How science fiction is connected to technology When we watch a science fiction film, we also see a narrative concerning the movies themselves - concerning how our technology can impact on humanity, how our technology and rationality impinges on our world, how our technology might point beyond our normal sense of reality. Thus the science fiction cinema invariably betrays a thoroughly reflexive character. The genre appears to be about the movies precisely because of the ways in which its reliance on special effects implicates both the technology of film and the typical concern of most popular narratives with achieving a transparent realism.
Science fiction serves a unique niche in a technological culture, exploring the future relationship between technology and society conditions of rapid change in both areas. Similar to all popular culture forms, science fiction films both reflect and reinforce prevailing belief systems. Here, fears of technology marching out of control, of machines controlling man reach their apex. Furthermore, visions of technological potential rapidly outstrip the boundaries of contemporary scientific knowledge.
We find that intelligent computers in science fiction film have personalities, gender as well as free will; they act independently and in their own interests; they often trample on human values (Loukides & Fuller, 1993 p. 207). The relationship between science fiction and special effects The relationship between special effects and science fiction is a key historical figure. This is because the investigation of special effects brings together two different methodological and chronological lines of inquiry: the first, historical and contextual; and the second, critical and futurological.
On one hand, it is concerned with identifying, organizing, and interpreting the kind of primary, archival material that might count as evidence of the way that the cultural reception of special effects has been shaped by cultures of connoisseurship, appreciation and fandom. Special effects acquire significance for culture by becoming objects of scientific curiosity, aesthetic appreciation or even vocational inspiration (Pierson, 2002 p. 3). The use of Computer-Generated Imagery (CGI) to generate special effects in films has received a lot of critical attention across a range of perspectives.

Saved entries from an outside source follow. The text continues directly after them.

impl DeviceShared {
    fn new(config: &DeviceConfig) -> Result<Self, GpuError> {
        let entry = unsafe { ash::Entry::load() }.map_err(|e| {
            GpuError::InitializationFailed(format!("Failed to load Vulkan library: {e}"))
        })?;
        let instance = device::create_instance(&entry, config.validation)?;

        let physical_device = match device::select_physical_device(&instance) {
            Ok(device) => device,
            Err(e) => {
                unsafe { instance.destroy_instance(None) };
                return Err(e);
            }
        };
        let queue_family = match device::find_queue_family(&instance, physical_device) {
            Ok(family) => family,
            Err(e) => {
                unsafe { instance.destroy_instance(None) };
                return Err(e);
            }
        };
        let raw = match device::create_logical_device(&instance, physical_device, queue_family) {
            Ok(device) => device,
            Err(e) => {
                unsafe { instance.destroy_instance(None) };
                return Err(e);
            }
        };
        let queue = unsafe { raw.get_device_queue(queue_family, 0) };

        let memory_properties =
            unsafe { instance.get_physical_device_memory_properties(physical_device) };
        let allocator = match config.memory_block_size {
            Some(block_size) => MemoryAllocator::with_block_size(memory_properties, block_size),
            None => MemoryAllocator::new(memory_properties),
        };

        Ok(Self {
            raw,
            instance,
            _entry: entry,
            physical_device,
            queue,
            queue_family,
            timeline: Timeline::new(),
            submission: Mutex::new(SubmissionState {
                pending: None,
                tracker: SubmissionTracker::new(),
                unused_fences: Vec::new(),
                commands_in_flight: SerialQueue::new(),
                unused_commands: Vec::new(),
            }),
            allocator: Mutex::new(allocator),
            deleter: Mutex::new(FencedDeleter::new()),
        })
    }

    pub(crate) fn raw(&self) -> &ash::Device {
        &self.raw
    }

    pub(crate) fn timeline(&self) -> &Timeline {
        &self.timeline
    }

    /// Reserve device memory for a resource.
    pub(crate) fn allocate_memory(
        &self,
        requirements: vk::MemoryRequirements,
        mappable: bool,
    ) -> Result<MemoryAllocation, GpuError> {
        self.allocator.lock().allocate(&self.raw, requirements, mappable)
    }

    /// Hand a memory region back, tagged so it is reclaimed only after the
    /// pending submission completes.
    pub(crate) fn free_allocation(&self, allocation: MemoryAllocation) {
        self.allocator
            .lock()
            .free(allocation, self.timeline.pending_serial());
    }

    /// Queue `handle` for fenced destruction, destroying it immediately if
    /// the GPU can never have seen it.
    pub(crate) fn delete_when_unused(&self, handle: DeferredHandle) {
        let immediate = self
            .deleter
            .lock()
            .delete_when_unused(handle, &self.timeline);
        if let Some(handle) = immediate {
            unsafe { handle.destroy(&self.raw) };
        }
    }

    /// The command buffer currently open for recording, creating and
    /// beginning one if none is.
    pub(crate) fn pending_command_buffer(&self) -> Result<vk::CommandBuffer, GpuError> {
        let mut state = self.submission.lock();
        if let Some(commands) = state.pending {
            return Ok(commands.buffer);
        }

        let commands = self.acquire_commands(&mut state)?;
        let begin_info = vk::CommandBufferBeginInfo::default()
            .flags(vk::CommandBufferUsageFlags::ONE_TIME_SUBMIT);
        unsafe { self.raw.begin_command_buffer(commands.buffer, &begin_info) }.map_err(|e| {
            GpuError::Internal(format!("vkBeginCommandBuffer failed: {e:?}"))
        })?;

        state.pending = Some(commands);
        Ok(commands.buffer)
    }

    /// Reuse a recycled pool+buffer pair or create a fresh one.
    fn acquire_commands(
        &self,
        state: &mut SubmissionState,
    ) -> Result<CommandPoolAndBuffer, GpuError> {
        if let Some(commands) = state.unused_commands.pop() {
            return Ok(commands);
        }

        let pool_info =
            vk::CommandPoolCreateInfo::default().queue_family_index(self.queue_family);
        let pool = unsafe { self.raw.create_command_pool(&pool_info, None) }.map_err(|e| {
            GpuError::ResourceCreationFailed(format!("vkCreateCommandPool failed: {e:?}"))
        })?;

        let alloc_info = vk::CommandBufferAllocateInfo::default()
            .command_pool(pool)
            .level(vk::CommandBufferLevel::PRIMARY)
            .command_buffer_count(1);
        let buffer = match unsafe { self.raw.allocate_command_buffers(&alloc_info) } {
            Ok(buffers) => buffers[0],
            Err(e) => {
                unsafe { self.raw.destroy_command_pool(pool, None) };
                return Err(GpuError::ResourceCreationFailed(format!(
                    "vkAllocateCommandBuffers failed: {e:?}"
                )));
            }
        };

        Ok(CommandPoolAndBuffer { pool, buffer })
    }

    fn acquire_fence(&self, state: &mut SubmissionState) -> Result<vk::Fence, GpuError> {
        if let Some(fence) = state.unused_fences.pop() {
            return Ok(fence);
        }
        let info = vk::FenceCreateInfo::default();
        unsafe { self.raw.create_fence(&info, None) }.map_err(|e| {
            GpuError::ResourceCreationFailed(format!("vkCreateFence failed: {e:?}"))
        })
    }

    /// Submit the pending command buffer, if any.
    ///
    /// The submission gets the pending serial and a fresh fence; a new
    /// recording buffer is opened immediately so callers never observe a
    /// device without one. Returns the assigned serial, or `None` when no
    /// commands were recorded since the last submit.
    pub(crate) fn submit_pending_commands(&self) -> Result<Option<Serial>, GpuError> {
        let mut state = self.submission.lock();
        let Some(commands) = state.pending.take() else {
            return Ok(None);
        };

        unsafe { self.raw.end_command_buffer(commands.buffer) }
            .map_err(|e| GpuError::SubmissionFailed(format!("vkEndCommandBuffer failed: {e:?}")))?;

        let fence = self.acquire_fence(&mut state)?;
        let buffers = [commands.buffer];
        let submit_info = vk::SubmitInfo::default().command_buffers(&buffers);
        unsafe { self.raw.queue_submit(self.queue, &[submit_info], fence) }.map_err(|e| {
            GpuError::SubmissionFailed(format!("vkQueueSubmit failed: {e:?}"))
        })?;

        let serial = state.tracker.submit(fence, &self.timeline);
        state.commands_in_flight.enqueue(commands, serial);
        log::trace!("submitted commands as serial {serial}");

        // Open the next recording buffer right away.
        let next = self.acquire_commands(&mut state)?;
        let begin_info = vk::CommandBufferBeginInfo::default()
            .flags(vk::CommandBufferUsageFlags::ONE_TIME_SUBMIT);
        unsafe { self.raw.begin_command_buffer(next.buffer, &begin_info) }
            .map_err(|e| GpuError::Internal(format!("vkBeginCommandBuffer failed: {e:?}")))?;
        state.pending = Some(next);

        Ok(Some(serial))
    }

    /// Observe GPU progress and reclaim everything it unblocks.
    pub(crate) fn tick(&self) -> Result<(), GpuError> {
        let mut state = self.submission.lock();

        let retired = state.tracker.poll(&self.timeline, |&fence| {
            unsafe { self.raw.get_fence_status(fence) }
                .map_err(|e| GpuError::Internal(format!("vkGetFenceStatus failed: {e:?}")))
        })?;

        self.recycle(&mut state, retired)?;
        drop(state);

        let completed = self.timeline.completed();
        self.allocator.lock().tick(&self.raw, completed);
        unsafe { self.deleter.lock().tick(&self.raw, completed) };
        Ok(())
    }

    /// Return retired fences and completed command pools to their free lists.
    fn recycle(
        &self,
        state: &mut SubmissionState,
        retired: Vec<vk::Fence>,
    ) -> Result<(), GpuError> {
        if !retired.is_empty() {
            unsafe { self.raw.reset_fences(&retired) }
                .map_err(|e| GpuError::Internal(format!("vkResetFences failed: {e:?}")))?;
            state.unused_fences.extend(retired);
        }

        let completed = self.timeline.completed();
        let finished: Vec<_> = state.commands_in_flight.drain_up_to(completed).collect();
        for commands in finished {
            unsafe {
                self.raw
                    .reset_command_pool(commands.pool, vk::CommandPoolResetFlags::empty())
            }
            .map_err(|e| GpuError::Internal(format!("vkResetCommandPool failed: {e:?}")))?;
            state.unused_commands.push(commands);
        }
        Ok(())
    }

    /// Block until the GPU has finished all submitted work, then reclaim
    /// everything.
    pub(crate) fn wait_idle(&self) -> Result<(), GpuError> {
        unsafe { self.raw.device_wait_idle() }.map_err(|e| match e {
            vk::Result::ERROR_DEVICE_LOST => GpuError::DeviceLost,
            other => GpuError::Internal(format!("vkDeviceWaitIdle failed: {other:?}")),
        })?;

        let mut state = self.submission.lock();
        // The device is idle: every in-flight fence has signaled.
        let retired = state
            .tracker
            .poll(&self.timeline, |_| Ok::<_, GpuError>(true))?;
        self.recycle(&mut state, retired)?;
        drop(state);

        let completed = self.timeline.completed();
        self.allocator.lock().tick(&self.raw, completed);
        unsafe { self.deleter.lock().tick(&self.raw, completed) };
        Ok(())
    }
}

Cinematic special effects put the display of the digital artifact or CGI at the center of the entertainment experience. Most of the work done today is directed on science fiction cinema, exploring the role of special effects in the construction of imagined futures, like in debates concerning the tension between narrative and special effects in the sci-fi movie, and of the role of effects in producing the experience of sci-fi viewing. Thus sci-fi films are all about CGs, with filmic narrative basically shaped around key effects sequences – producing an experience of ‘marvel at the abilities of the medium itself’ analogous to the experience of technological marvel in cyber-medicine.
Thus the CGI in sci-fi plays a double marvel: marvel at the future it depicts, and marvel at the technologies used in that act of depiction. Apart from representing the techno-scientific wonders demanded by science fiction narratives, they are also representations of the techno-scientific achievements of the filmmaking and special effects industries to cinema audiences (Bell, 2002 p. 60). There is a significant tension in the way we consume special effects. A significant dimension of anything considered to be a good special effect is that it enables us to take it for reality of some kind – to suspend disbelief and to enable us to put to the back of our minds for the moment the fact that we are watching a product of special effect.
The main function of special effects is top serve the narrative purposes, to make possible the images called for by the narrative. A story set on a fantastic imaginary planet requires effects that can create compelling images of a strange terrain; terrifying or wonderful aliens make similar demands on the special effects department.